(Dataset entries)
────────
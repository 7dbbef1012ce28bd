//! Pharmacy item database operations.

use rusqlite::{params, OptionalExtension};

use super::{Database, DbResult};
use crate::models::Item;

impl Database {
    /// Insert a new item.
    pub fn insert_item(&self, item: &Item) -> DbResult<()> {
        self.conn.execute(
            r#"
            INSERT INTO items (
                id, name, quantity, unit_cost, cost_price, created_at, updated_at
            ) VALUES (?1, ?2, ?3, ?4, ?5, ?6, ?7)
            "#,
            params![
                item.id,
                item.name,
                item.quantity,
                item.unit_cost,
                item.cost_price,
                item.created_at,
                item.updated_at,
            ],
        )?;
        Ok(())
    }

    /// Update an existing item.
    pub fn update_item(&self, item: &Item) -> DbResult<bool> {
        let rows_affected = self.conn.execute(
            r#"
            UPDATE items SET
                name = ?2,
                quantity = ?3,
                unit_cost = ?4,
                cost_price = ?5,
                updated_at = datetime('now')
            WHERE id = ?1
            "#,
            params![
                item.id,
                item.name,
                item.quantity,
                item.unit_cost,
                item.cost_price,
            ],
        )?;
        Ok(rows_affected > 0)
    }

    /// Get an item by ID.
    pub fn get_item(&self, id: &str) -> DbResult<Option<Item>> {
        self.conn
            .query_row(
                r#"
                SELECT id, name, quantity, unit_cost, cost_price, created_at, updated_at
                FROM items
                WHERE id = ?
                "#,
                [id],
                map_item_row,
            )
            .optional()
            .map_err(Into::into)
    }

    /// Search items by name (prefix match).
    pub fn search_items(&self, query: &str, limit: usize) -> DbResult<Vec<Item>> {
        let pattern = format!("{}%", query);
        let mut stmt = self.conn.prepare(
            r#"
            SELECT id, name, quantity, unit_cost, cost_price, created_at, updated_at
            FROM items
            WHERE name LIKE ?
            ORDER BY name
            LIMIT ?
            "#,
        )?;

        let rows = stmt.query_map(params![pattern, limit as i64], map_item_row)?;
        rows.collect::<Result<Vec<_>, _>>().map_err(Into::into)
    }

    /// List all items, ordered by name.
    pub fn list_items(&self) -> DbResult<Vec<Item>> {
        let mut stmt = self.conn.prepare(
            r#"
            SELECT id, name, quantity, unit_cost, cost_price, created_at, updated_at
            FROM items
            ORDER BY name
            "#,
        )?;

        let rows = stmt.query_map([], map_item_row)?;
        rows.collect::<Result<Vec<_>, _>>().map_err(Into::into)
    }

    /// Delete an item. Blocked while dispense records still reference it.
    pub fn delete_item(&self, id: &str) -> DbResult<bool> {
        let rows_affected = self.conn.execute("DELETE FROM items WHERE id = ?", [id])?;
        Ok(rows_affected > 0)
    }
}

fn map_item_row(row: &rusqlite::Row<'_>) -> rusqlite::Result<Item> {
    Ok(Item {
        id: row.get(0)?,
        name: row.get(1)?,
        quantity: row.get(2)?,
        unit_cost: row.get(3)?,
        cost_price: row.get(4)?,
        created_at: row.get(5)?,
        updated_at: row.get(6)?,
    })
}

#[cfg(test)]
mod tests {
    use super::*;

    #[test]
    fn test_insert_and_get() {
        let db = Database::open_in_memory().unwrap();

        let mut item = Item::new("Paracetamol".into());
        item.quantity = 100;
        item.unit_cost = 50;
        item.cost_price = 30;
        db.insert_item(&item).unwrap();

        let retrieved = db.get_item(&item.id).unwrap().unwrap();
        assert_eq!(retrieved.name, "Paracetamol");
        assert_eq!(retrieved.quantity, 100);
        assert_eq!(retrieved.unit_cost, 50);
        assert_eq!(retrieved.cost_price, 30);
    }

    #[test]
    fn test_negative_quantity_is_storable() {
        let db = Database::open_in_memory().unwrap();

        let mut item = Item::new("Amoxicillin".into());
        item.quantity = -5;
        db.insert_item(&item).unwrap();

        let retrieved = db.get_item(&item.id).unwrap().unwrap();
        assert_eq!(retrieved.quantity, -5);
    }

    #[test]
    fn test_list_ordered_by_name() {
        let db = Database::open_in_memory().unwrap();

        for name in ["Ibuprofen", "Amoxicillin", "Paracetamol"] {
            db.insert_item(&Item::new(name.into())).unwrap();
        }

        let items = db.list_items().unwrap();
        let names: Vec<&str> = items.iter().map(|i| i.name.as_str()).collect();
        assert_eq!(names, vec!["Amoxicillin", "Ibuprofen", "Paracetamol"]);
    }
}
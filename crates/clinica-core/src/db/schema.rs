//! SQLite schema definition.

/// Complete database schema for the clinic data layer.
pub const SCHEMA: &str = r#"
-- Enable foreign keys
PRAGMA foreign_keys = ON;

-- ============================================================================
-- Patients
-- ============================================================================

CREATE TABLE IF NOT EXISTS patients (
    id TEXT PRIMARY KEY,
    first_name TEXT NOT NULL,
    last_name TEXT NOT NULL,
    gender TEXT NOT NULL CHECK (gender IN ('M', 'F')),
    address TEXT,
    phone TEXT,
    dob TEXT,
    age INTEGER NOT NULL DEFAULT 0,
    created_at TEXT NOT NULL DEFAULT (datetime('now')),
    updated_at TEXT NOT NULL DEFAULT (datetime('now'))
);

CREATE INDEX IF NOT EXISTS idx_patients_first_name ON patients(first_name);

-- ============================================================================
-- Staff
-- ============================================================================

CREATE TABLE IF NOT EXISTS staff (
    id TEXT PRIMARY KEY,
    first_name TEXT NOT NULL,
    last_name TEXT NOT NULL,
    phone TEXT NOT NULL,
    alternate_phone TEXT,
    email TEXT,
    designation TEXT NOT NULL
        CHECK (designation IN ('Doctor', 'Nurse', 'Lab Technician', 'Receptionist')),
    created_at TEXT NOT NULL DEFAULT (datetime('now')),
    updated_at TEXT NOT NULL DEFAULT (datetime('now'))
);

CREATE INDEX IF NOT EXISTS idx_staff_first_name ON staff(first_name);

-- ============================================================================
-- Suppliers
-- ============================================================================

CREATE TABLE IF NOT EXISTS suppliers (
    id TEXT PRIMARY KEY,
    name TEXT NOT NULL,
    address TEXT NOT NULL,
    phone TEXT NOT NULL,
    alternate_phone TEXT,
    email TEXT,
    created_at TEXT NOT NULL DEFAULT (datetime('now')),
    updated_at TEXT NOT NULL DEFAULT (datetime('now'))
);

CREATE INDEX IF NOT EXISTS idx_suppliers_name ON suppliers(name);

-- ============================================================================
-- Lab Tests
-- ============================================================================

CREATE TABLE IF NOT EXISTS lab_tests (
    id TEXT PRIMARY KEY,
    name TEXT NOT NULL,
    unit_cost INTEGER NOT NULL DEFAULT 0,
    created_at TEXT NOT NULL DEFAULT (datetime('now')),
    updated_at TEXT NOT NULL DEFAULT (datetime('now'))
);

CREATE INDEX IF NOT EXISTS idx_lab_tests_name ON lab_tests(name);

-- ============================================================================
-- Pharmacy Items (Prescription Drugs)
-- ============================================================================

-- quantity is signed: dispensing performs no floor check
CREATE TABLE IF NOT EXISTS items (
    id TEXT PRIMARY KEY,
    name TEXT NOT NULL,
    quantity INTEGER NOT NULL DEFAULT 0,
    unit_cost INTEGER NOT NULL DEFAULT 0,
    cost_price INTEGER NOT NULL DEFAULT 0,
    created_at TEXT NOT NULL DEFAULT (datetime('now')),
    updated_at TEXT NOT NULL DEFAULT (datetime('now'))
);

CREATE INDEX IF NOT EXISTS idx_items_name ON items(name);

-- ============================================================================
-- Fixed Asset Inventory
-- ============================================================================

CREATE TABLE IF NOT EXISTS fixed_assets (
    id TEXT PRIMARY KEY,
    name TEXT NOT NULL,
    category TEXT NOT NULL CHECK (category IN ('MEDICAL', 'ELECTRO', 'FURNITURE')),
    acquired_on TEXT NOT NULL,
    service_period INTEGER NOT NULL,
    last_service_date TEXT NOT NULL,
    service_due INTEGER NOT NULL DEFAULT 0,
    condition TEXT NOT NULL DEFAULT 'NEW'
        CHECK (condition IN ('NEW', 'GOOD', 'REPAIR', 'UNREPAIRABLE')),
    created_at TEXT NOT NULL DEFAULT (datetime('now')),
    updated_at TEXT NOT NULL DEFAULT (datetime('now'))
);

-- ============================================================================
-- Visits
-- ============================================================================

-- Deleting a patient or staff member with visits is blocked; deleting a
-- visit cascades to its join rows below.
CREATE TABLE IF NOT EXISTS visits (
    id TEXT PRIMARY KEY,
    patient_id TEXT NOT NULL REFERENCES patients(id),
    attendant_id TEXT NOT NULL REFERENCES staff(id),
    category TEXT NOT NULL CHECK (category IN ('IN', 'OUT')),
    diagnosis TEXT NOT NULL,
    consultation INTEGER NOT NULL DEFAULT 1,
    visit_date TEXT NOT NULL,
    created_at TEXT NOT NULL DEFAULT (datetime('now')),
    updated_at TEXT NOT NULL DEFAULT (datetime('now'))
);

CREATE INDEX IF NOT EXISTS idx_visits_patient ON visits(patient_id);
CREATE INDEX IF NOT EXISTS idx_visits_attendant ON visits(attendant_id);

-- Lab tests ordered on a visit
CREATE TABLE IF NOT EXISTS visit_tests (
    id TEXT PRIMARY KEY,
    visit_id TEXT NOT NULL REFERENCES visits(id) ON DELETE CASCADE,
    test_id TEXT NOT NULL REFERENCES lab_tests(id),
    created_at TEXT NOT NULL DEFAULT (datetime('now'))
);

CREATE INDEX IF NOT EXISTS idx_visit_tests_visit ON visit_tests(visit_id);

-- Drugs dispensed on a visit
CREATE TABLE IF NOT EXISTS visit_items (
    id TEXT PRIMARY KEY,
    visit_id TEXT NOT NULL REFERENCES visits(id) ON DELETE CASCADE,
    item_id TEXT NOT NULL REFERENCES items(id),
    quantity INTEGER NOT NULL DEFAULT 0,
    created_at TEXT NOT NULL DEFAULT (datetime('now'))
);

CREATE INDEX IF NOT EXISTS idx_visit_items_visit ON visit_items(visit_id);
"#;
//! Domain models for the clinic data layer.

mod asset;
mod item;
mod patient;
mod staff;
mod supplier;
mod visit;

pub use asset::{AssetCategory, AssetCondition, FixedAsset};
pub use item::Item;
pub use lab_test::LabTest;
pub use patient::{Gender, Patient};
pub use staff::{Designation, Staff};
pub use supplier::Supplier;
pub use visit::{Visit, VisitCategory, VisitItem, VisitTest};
────────
§ Task details: Using the data above, tally each line in which "bool" appears and give the number with no other words.

§ Answer for the task: 2